■ Work request
Output each record exactly, with nothing omitted.

■ Dataset entries
========

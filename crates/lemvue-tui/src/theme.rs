//! Palette and semantic styles.

use ratatui::style::{Color, Modifier, Style};

// ── Palette ───────────────────────────────────────────────────────────

pub const ACCENT: Color = Color::Rgb(225, 53, 255); // #e135ff
pub const CYAN: Color = Color::Rgb(128, 255, 234); // #80ffea
pub const CORAL: Color = Color::Rgb(255, 106, 193); // #ff6ac1
pub const YELLOW: Color = Color::Rgb(241, 250, 140); // #f1fa8c
pub const GREEN: Color = Color::Rgb(80, 250, 123); // #50fa7b
pub const RED: Color = Color::Rgb(255, 99, 99); // #ff6363
pub const ORANGE: Color = Color::Rgb(255, 184, 108); // #ffb86c

pub const TEXT: Color = Color::Rgb(189, 193, 207); // #bdc1cf
pub const MUTED: Color = Color::Rgb(98, 114, 164); // #6272a4
pub const BG_HIGHLIGHT: Color = Color::Rgb(40, 42, 54); // #282a36
pub const BG_DARK: Color = Color::Rgb(30, 31, 41); // #1e1f29

/// Gutter colors for comment depth, cycling.
pub const DEPTH: &[Color] = &[CYAN, CORAL, ACCENT, GREEN, YELLOW, ORANGE];

// ── Semantic styles ───────────────────────────────────────────────────

pub fn title_style() -> Style {
    Style::default().fg(CYAN).add_modifier(Modifier::BOLD)
}

pub fn border_focused() -> Style {
    Style::default().fg(ACCENT)
}

pub fn border_default() -> Style {
    Style::default().fg(MUTED)
}

pub fn row() -> Style {
    Style::default().fg(TEXT)
}

/// Posts already read and notifications already handled.
pub fn row_dim() -> Style {
    Style::default().fg(MUTED)
}

pub fn row_selected() -> Style {
    Style::default()
        .fg(ACCENT)
        .bg(BG_HIGHLIGHT)
        .add_modifier(Modifier::BOLD)
}

pub fn tab_active() -> Style {
    Style::default().fg(ACCENT).add_modifier(Modifier::BOLD)
}

pub fn tab_inactive() -> Style {
    Style::default().fg(TEXT)
}

pub fn key_hint() -> Style {
    Style::default().fg(MUTED)
}

pub fn key_hint_key() -> Style {
    Style::default().fg(CYAN).add_modifier(Modifier::BOLD)
}

pub fn badge() -> Style {
    Style::default().fg(BG_DARK).bg(CORAL).add_modifier(Modifier::BOLD)
}

pub fn community() -> Style {
    Style::default().fg(GREEN)
}

pub fn person() -> Style {
    Style::default().fg(CYAN)
}

pub fn timestamp() -> Style {
    Style::default().fg(MUTED)
}

/// Score colored by the signed-in user's own vote.
pub fn score(my_vote: Option<i16>) -> Style {
    match my_vote {
        Some(v) if v > 0 => Style::default().fg(ORANGE).add_modifier(Modifier::BOLD),
        Some(v) if v < 0 => Style::default().fg(ACCENT).add_modifier(Modifier::BOLD),
        _ => Style::default().fg(TEXT),
    }
}

/// Rows from a newer server that this client can't describe.
pub fn placeholder() -> Style {
    Style::default().fg(MUTED).add_modifier(Modifier::ITALIC)
}

pub fn error() -> Style {
    Style::default().fg(RED)
}

pub fn depth(depth: usize) -> Style {
    Style::default().fg(DEPTH[depth % DEPTH.len()])
}
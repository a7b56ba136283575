use chrono::{DateTime, Utc};
use serde::{Deserialize, Serialize};

use crate::endpoint::endpoints;
use crate::types::{
    CommunityId, ModlogActionType, ModlogEntry, PagedResponse, PaginationCursor, PersonId,
    PersonView, RegistrationApplicationId, RegistrationApplicationView,
};

#[derive(Debug, Clone, Default, PartialEq, Serialize, Deserialize)]
pub struct GetModlog {
    #[serde(rename = "type_", skip_serializing_if = "Option::is_none")]
    pub action_type: Option<ModlogActionType>,
    #[serde(skip_serializing_if = "Option::is_none")]
    pub mod_person_id: Option<PersonId>,
    #[serde(skip_serializing_if = "Option::is_none")]
    pub other_person_id: Option<PersonId>,
    #[serde(skip_serializing_if = "Option::is_none")]
    pub community_id: Option<CommunityId>,
    #[serde(skip_serializing_if = "Option::is_none")]
    pub page_cursor: Option<PaginationCursor>,
    #[serde(skip_serializing_if = "Option::is_none")]
    pub page_back: Option<bool>,
    #[serde(skip_serializing_if = "Option::is_none")]
    pub limit: Option<u32>,
}

/// Site-wide ban, admin only.
#[derive(Debug, Clone, PartialEq, Serialize, Deserialize)]
pub struct BanPerson {
    pub person_id: PersonId,
    pub ban: bool,
    #[serde(skip_serializing_if = "Option::is_none")]
    pub reason: Option<String>,
    #[serde(skip_serializing_if = "Option::is_none")]
    pub remove_or_restore_data: Option<bool>,
    #[serde(skip_serializing_if = "Option::is_none")]
    pub expires_at: Option<DateTime<Utc>>,
}

#[derive(Debug, Clone, PartialEq, Serialize, Deserialize)]
pub struct BanPersonResponse {
    pub person_view: PersonView,
    pub banned: bool,
}

#[derive(Debug, Clone, PartialEq, Serialize, Deserialize)]
pub struct BanFromCommunity {
    pub community_id: CommunityId,
    pub person_id: PersonId,
    pub ban: bool,
    #[serde(skip_serializing_if = "Option::is_none")]
    pub reason: Option<String>,
    #[serde(skip_serializing_if = "Option::is_none")]
    pub expires_at: Option<DateTime<Utc>>,
}

#[derive(Debug, Clone, PartialEq, Serialize, Deserialize)]
pub struct BanFromCommunityResponse {
    pub person_view: PersonView,
    pub banned: bool,
}

#[derive(Debug, Clone, Default, PartialEq, Serialize, Deserialize)]
pub struct ListRegistrationApplications {
    #[serde(skip_serializing_if = "Option::is_none")]
    pub unread_only: Option<bool>,
    #[serde(skip_serializing_if = "Option::is_none")]
    pub page_cursor: Option<PaginationCursor>,
    #[serde(skip_serializing_if = "Option::is_none")]
    pub page_back: Option<bool>,
    #[serde(skip_serializing_if = "Option::is_none")]
    pub limit: Option<u32>,
}

#[derive(Debug, Clone, PartialEq, Serialize, Deserialize)]
pub struct ApproveRegistrationApplication {
    pub id: RegistrationApplicationId,
    pub approve: bool,
    #[serde(skip_serializing_if = "Option::is_none")]
    pub deny_reason: Option<String>,
}

#[derive(Debug, Clone, PartialEq, Serialize, Deserialize)]
pub struct RegistrationApplicationResponse {
    pub registration_application: RegistrationApplicationView,
}

endpoints! {
    GetModlog => Get "modlog" -> PagedResponse<ModlogEntry>;
    BanPerson => Post "admin/ban" -> BanPersonResponse;
    BanFromCommunity => Post "community/ban_user" -> BanFromCommunityResponse;
    ListRegistrationApplications => Get "admin/registration_application/list"
        -> PagedResponse<RegistrationApplicationView>;
    ApproveRegistrationApplication => Put "admin/registration_application/approve"
        -> RegistrationApplicationResponse;
}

========

■ Task output
filename crates/lemvue-tui/src/theme.rs
//! Palette and semantic styles.

use ratatui::style::{Color, Modifier, Style};

// ── Palette ───────────────────────────────────────────────────────────

pub const ACCENT: Color = Color::Rgb(225, 53, 255); // #e135ff
pub const CYAN: Color = Color::Rgb(128, 255, 234); // #80ffea
pub const CORAL: Color = Color::Rgb(255, 106, 193); // #ff6ac1
pub const YELLOW: Color = Color::Rgb(241, 250, 140); // #f1fa8c
pub const GREEN: Color = Color::Rgb(80, 250, 123); // #50fa7b
pub const RED: Color = Color::Rgb(255, 99, 99); // #ff6363
pub const ORANGE: Color = Color::Rgb(255, 184, 108); // #ffb86c

pub const TEXT: Color = Color::Rgb(189, 193, 207); // #bdc1cf
pub const MUTED: Color = Color::Rgb(98, 114, 164); // #6272a4
pub const BG_HIGHLIGHT: Color = Color::Rgb(40, 42, 54); // #282a36
pub const BG_DARK: Color = Color::Rgb(30, 31, 41); // #1e1f29

/// Gutter colors for comment depth, cycling.
pub const DEPTH: &[Color] = &[CYAN, CORAL, ACCENT, GREEN, YELLOW, ORANGE];

// ── Semantic styles ───────────────────────────────────────────────────

pub fn title_style() -> Style {
    Style::default().fg(CYAN).add_modifier(Modifier::BOLD)
}

pub fn border_focused() -> Style {
    Style::default().fg(ACCENT)
}

pub fn border_default() -> Style {
    Style::default().fg(MUTED)
}

pub fn row() -> Style {
    Style::default().fg(TEXT)
}

/// Posts already read and notifications already handled.
pub fn row_dim() -> Style {
    Style::default().fg(MUTED)
}

pub fn row_selected() -> Style {
    Style::default()
        .fg(ACCENT)
        .bg(BG_HIGHLIGHT)
        .add_modifier(Modifier::BOLD)
}

pub fn tab_active() -> Style {
    Style::default().fg(ACCENT).add_modifier(Modifier::BOLD)
}

pub fn tab_inactive() -> Style {
    Style::default().fg(TEXT)
}

pub fn key_hint() -> Style {
    Style::default().fg(MUTED)
}

pub fn key_hint_key() -> Style {
    Style::default().fg(CYAN).add_modifier(Modifier::BOLD)
}

pub fn badge() -> Style {
    Style::default().fg(BG_DARK).bg(CORAL).add_modifier(Modifier::BOLD)
}

pub fn community() -> Style {
    Style::default().fg(GREEN)
}

pub fn person() -> Style {
    Style::default().fg(CYAN)
}

pub fn timestamp() -> Style {
    Style::default().fg(MUTED)
}

/// Score colored by the signed-in user's own vote.
pub fn score(my_vote: Option<i16>) -> Style {
    match my_vote {
        Some(v) if v > 0 => Style::default().fg(ORANGE).add_modifier(Modifier::BOLD),
        Some(v) if v < 0 => Style::default().fg(ACCENT).add_modifier(Modifier::BOLD),
        _ => Style::default().fg(TEXT),
    }
}

/// Rows from a newer server that this client can't describe.
pub fn placeholder() -> Style {
    Style::default().fg(MUTED).add_modifier(Modifier::ITALIC)
}

pub fn error() -> Style {
    Style::default().fg(RED)
}

pub fn depth(depth: usize) -> Style {
    Style::default().fg(DEPTH[depth % DEPTH.len()])
}
repository a7b56ba136283575
use chrono::{DateTime, Utc};
use serde::{Deserialize, Serialize};

use crate::endpoint::endpoints;
use crate::types::{
    CommunityId, ModlogActionType, ModlogEntry, PagedResponse, PaginationCursor, PersonId,
    PersonView, RegistrationApplicationId, RegistrationApplicationView,
};

#[derive(Debug, Clone, Default, PartialEq, Serialize, Deserialize)]
pub struct GetModlog {
    #[serde(rename = "type_", skip_serializing_if = "Option::is_none")]
    pub action_type: Option<ModlogActionType>,
    #[serde(skip_serializing_if = "Option::is_none")]
    pub mod_person_id: Option<PersonId>,
    #[serde(skip_serializing_if = "Option::is_none")]
    pub other_person_id: Option<PersonId>,
    #[serde(skip_serializing_if = "Option::is_none")]
    pub community_id: Option<CommunityId>,
    #[serde(skip_serializing_if = "Option::is_none")]
    pub page_cursor: Option<PaginationCursor>,
    #[serde(skip_serializing_if = "Option::is_none")]
    pub page_back: Option<bool>,
    #[serde(skip_serializing_if = "Option::is_none")]
    pub limit: Option<u32>,
}

/// Site-wide ban, admin only.
#[derive(Debug, Clone, PartialEq, Serialize, Deserialize)]
pub struct BanPerson {
    pub person_id: PersonId,
    pub ban: bool,
    #[serde(skip_serializing_if = "Option::is_none")]
    pub reason: Option<String>,
    #[serde(skip_serializing_if = "Option::is_none")]
    pub remove_or_restore_data: Option<bool>,
    #[serde(skip_serializing_if = "Option::is_none")]
    pub expires_at: Option<DateTime<Utc>>,
}

#[derive(Debug, Clone, PartialEq, Serialize, Deserialize)]
pub struct BanPersonResponse {
    pub person_view: PersonView,
    pub banned: bool,
}

#[derive(Debug, Clone, PartialEq, Serialize, Deserialize)]
pub struct BanFromCommunity {
    pub community_id: CommunityId,
    pub person_id: PersonId,
    pub ban: bool,
    #[serde(skip_serializing_if = "Option::is_none")]
    pub reason: Option<String>,
    #[serde(skip_serializing_if = "Option::is_none")]
    pub expires_at: Option<DateTime<Utc>>,
}

#[derive(Debug, Clone, PartialEq, Serialize, Deserialize)]
pub struct BanFromCommunityResponse {
    pub person_view: PersonView,
    pub banned: bool,
}

#[derive(Debug, Clone, Default, PartialEq, Serialize, Deserialize)]
pub struct ListRegistrationApplications {
    #[serde(skip_serializing_if = "Option::is_none")]
    pub unread_only: Option<bool>,
    #[serde(skip_serializing_if = "Option::is_none")]
    pub page_cursor: Option<PaginationCursor>,
    #[serde(skip_serializing_if = "Option::is_none")]
    pub page_back: Option<bool>,
    #[serde(skip_serializing_if = "Option::is_none")]
    pub limit: Option<u32>,
}

#[derive(Debug, Clone, PartialEq, Serialize, Deserialize)]
pub struct ApproveRegistrationApplication {
    pub id: RegistrationApplicationId,
    pub approve: bool,
    #[serde(skip_serializing_if = "Option::is_none")]
    pub deny_reason: Option<String>,
}

#[derive(Debug, Clone, PartialEq, Serialize, Deserialize)]
pub struct RegistrationApplicationResponse {
    pub registration_application: RegistrationApplicationView,
}

endpoints! {
    GetModlog => Get "modlog" -> PagedResponse<ModlogEntry>;
    BanPerson => Post "admin/ban" -> BanPersonResponse;
    BanFromCommunity => Post "community/ban_user" -> BanFromCommunityResponse;
    ListRegistrationApplications => Get "admin/registration_application/list"
        -> PagedResponse<RegistrationApplicationView>;
    ApproveRegistrationApplication => Put "admin/registration_application/approve"
        -> RegistrationApplicationResponse;
}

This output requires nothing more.